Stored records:
----------------

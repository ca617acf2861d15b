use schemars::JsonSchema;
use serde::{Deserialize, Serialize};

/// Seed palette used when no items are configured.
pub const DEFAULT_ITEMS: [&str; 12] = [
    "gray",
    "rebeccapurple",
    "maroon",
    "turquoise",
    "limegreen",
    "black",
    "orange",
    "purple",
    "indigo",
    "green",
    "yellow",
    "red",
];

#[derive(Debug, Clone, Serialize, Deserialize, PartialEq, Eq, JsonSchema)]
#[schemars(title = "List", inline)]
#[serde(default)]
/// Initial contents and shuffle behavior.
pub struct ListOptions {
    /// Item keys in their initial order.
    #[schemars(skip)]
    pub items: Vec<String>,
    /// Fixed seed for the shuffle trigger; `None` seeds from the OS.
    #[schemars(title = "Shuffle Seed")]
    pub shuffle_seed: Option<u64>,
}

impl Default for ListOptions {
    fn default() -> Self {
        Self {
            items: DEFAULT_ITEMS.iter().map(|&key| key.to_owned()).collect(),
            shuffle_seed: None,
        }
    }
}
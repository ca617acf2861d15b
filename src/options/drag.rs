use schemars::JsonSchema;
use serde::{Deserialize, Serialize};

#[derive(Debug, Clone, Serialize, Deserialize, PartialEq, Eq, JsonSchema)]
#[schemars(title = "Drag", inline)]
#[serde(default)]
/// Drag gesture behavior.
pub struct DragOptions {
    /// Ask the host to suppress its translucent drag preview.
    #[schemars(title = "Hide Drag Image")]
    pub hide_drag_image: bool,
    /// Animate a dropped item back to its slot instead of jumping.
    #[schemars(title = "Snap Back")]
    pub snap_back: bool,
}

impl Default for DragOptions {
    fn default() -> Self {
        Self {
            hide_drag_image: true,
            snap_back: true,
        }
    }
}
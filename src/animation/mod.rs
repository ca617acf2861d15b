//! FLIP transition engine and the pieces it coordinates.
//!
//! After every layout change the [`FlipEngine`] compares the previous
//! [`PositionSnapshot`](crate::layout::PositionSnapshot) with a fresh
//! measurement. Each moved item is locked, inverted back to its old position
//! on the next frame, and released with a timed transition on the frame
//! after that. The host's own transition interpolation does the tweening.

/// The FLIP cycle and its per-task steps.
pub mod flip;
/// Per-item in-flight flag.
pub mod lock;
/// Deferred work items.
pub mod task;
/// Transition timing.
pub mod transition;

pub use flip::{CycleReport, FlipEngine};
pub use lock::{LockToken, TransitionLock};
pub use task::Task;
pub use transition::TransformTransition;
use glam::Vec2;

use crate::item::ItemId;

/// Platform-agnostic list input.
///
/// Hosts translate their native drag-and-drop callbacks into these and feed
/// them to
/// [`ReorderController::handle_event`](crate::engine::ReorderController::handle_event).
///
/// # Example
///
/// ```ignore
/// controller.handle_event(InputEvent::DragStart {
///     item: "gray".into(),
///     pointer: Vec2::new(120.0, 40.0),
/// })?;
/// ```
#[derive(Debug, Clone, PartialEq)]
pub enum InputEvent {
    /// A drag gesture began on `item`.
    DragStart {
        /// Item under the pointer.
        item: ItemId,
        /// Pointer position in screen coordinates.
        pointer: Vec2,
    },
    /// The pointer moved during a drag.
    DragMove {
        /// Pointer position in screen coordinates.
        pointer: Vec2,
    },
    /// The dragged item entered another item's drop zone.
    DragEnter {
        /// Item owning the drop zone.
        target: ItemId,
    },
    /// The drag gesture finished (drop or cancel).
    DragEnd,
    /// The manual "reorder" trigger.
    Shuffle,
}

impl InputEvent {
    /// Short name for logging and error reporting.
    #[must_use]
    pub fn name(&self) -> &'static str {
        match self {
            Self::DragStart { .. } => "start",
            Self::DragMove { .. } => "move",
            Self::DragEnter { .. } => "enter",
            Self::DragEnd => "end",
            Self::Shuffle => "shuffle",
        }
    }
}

----------------

Assignment: Each line of the data that holds the word "bool" should be copied.

Output of the exercise:
    pub hide_drag_image: bool,
    pub snap_back: bool,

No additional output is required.